A provincial office of the Ministerio de Inclusión Económico y Social (Ministry of Social and Economic Inclusion or MIES) set up the evacuation centers in the schools. Following the devastation early Friday, the area’s electricity was restored by Monday.

“The military has helped a lot with rescue,” noted Craymer. Ecuador’s national police sent elite forces (Grupo de Operaciones Especiales and Grupo de Intervención y Rescate) to conduct search and rescue and to assist with evacuations. In addition, two helicopters were dispatched to Tambo.
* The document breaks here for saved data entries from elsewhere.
//! Shared helpers for relay integration tests.
//!
//! Use [`TestApp`] to drive the router in-process with
//! `tower::ServiceExt::oneshot`, and [`spawn_downstream`] when a test needs a
//! real HTTP endpoint to forward to.

#![allow(dead_code)]

use std::net::SocketAddr;
use std::sync::Arc;
use std::time::Duration;

use axum::body::{Body, Bytes};
use axum::extract::State;
use axum::http::{HeaderMap, Method, Request, StatusCode};
use axum::routing::post;
use axum::Router;
use http_body_util::BodyExt;
use tokio::net::TcpListener;
use tokio::sync::mpsc;
use tower::ServiceExt;

use webhook_relay::{router, AppState, CaptureSink, Forwarder, ServerConfig};

// ============================================================================
// Test App
// ============================================================================

/// The relay router with its log output captured.
pub struct TestApp {
    pub router: Router,
    pub sink: CaptureSink,
}

impl TestApp {
    pub fn new(config: ServerConfig) -> Self {
        let sink = CaptureSink::new();
        let state = AppState::with_sink(config, Arc::new(sink.clone()))
            .expect("Failed to build app state");

        Self {
            router: router(state),
            sink,
        }
    }

    /// Build an app whose forwarder is supplied by the test.
    pub fn with_forwarder(config: ServerConfig, forwarder: Forwarder) -> Self {
        let sink = CaptureSink::new();
        let mut state = AppState::with_sink(config, Arc::new(sink.clone()))
            .expect("Failed to build app state");
        state.forwarder = Some(forwarder);

        Self {
            router: router(state),
            sink,
        }
    }

    /// Send a request through the router via `tower::ServiceExt::oneshot`.
    pub async fn oneshot(&self, request: Request<Body>) -> (StatusCode, String) {
        let response = self
            .router
            .clone()
            .oneshot(request)
            .await
            .expect("oneshot request failed");

        let status = response.status();
        let body = response
            .into_body()
            .collect()
            .await
            .expect("Failed to read response body")
            .to_bytes();

        (status, String::from_utf8_lossy(&body).into_owned())
    }

    /// POST a raw body to `/webhook`, optionally with a signature header.
    pub async fn post_webhook(&self, body: &[u8], signature: Option<&str>) -> StatusCode {
        let mut request = Request::builder()
            .method(Method::POST)
            .uri("/webhook")
            .header("content-type", "application/json");

        if let Some(signature) = signature {
            request = request.header("X-Line-Signature", signature);
        }

        let request = request
            .body(Body::from(body.to_vec()))
            .expect("Failed to build request");

        self.oneshot(request).await.0
    }

    pub fn stdout(&self) -> String {
        self.sink.stdout()
    }

    pub fn stderr(&self) -> String {
        self.sink.stderr()
    }
}

// ============================================================================
// Downstream
// ============================================================================

/// One request seen by the downstream endpoint.
#[derive(Debug)]
pub struct Received {
    pub headers: HeaderMap,
    pub body: Bytes,
}

/// A running downstream endpoint.
pub struct Downstream {
    pub addr: SocketAddr,
    /// Full URL of the callback path
    pub url: String,
    pub received: mpsc::UnboundedReceiver<Received>,
}

#[derive(Clone)]
struct DownstreamState {
    tx: mpsc::UnboundedSender<Received>,
    status: StatusCode,
    delay: Duration,
}

async fn capture(
    State(state): State<DownstreamState>,
    headers: HeaderMap,
    body: Bytes,
) -> StatusCode {
    let _ = state.tx.send(Received { headers, body });
    if !state.delay.is_zero() {
        tokio::time::sleep(state.delay).await;
    }
    state.status
}

/// Spawn a downstream endpoint that records requests and answers `status`.
pub async fn spawn_downstream(status: StatusCode) -> Downstream {
    spawn_downstream_with_delay(status, Duration::ZERO).await
}

/// Like [`spawn_downstream`], but waits `delay` before answering.
pub async fn spawn_downstream_with_delay(status: StatusCode, delay: Duration) -> Downstream {
    let (tx, received) = mpsc::unbounded_channel();
    let app = Router::new()
        .route("/callback", post(capture))
        .with_state(DownstreamState { tx, status, delay });

    let listener = TcpListener::bind("127.0.0.1:0")
        .await
        .expect("Failed to bind downstream");
    let addr = listener.local_addr().expect("Failed to get downstream address");

    tokio::spawn(async move {
        axum::serve(listener, app).await.expect("Downstream server failed");
    });

    Downstream {
        addr,
        url: format!("http://{}/callback", addr),
        received,
    }
}

/// A local URL with nothing listening on it.
pub fn closed_port_url() -> String {
    let listener = std::net::TcpListener::bind("127.0.0.1:0").expect("Failed to bind");
    let addr = listener.local_addr().expect("Failed to get address");
    drop(listener);
    format!("http://{}/callback", addr)
}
The town had been a 90-minute car trip from Chillanes, which sits at a higher elevation has little to no threat of flooding, according to Craymer. As part of a meeting on Monday, Craymer and others of her committee visited the nearby community of Cerritos. “Other than multiple mudslides that were partially cleared and one being cleared when we got there, there were no other problems that we found,” she said.

Chillanes and other sites around Ecuador were featured in a front-page story in the Quito daily newspaper, El Comercio, on Saturday, March 21. A photo shows a dozen men ankle high in mud, working to clear what may be a roadbed underneath. A photo from just north of Quito at Calacalí shows backed-up highway traffic.

Another image shows heavy equipment scraping dirt and boulders from a main Ecuadorian highway (Aloag-Santo Domingo), leading from the highlands to the coastal plains. In the massive landslide pictured, three people (yet unidentified) were killed when their car was buried under tons of rock and mud.

Beneath a boldface headline that read, “Winter Strikes with Force,” the newspaper reported that at least seven of Ecuador’s 24 provinces experienced emergencies after heavy rains buffeted the area for several days.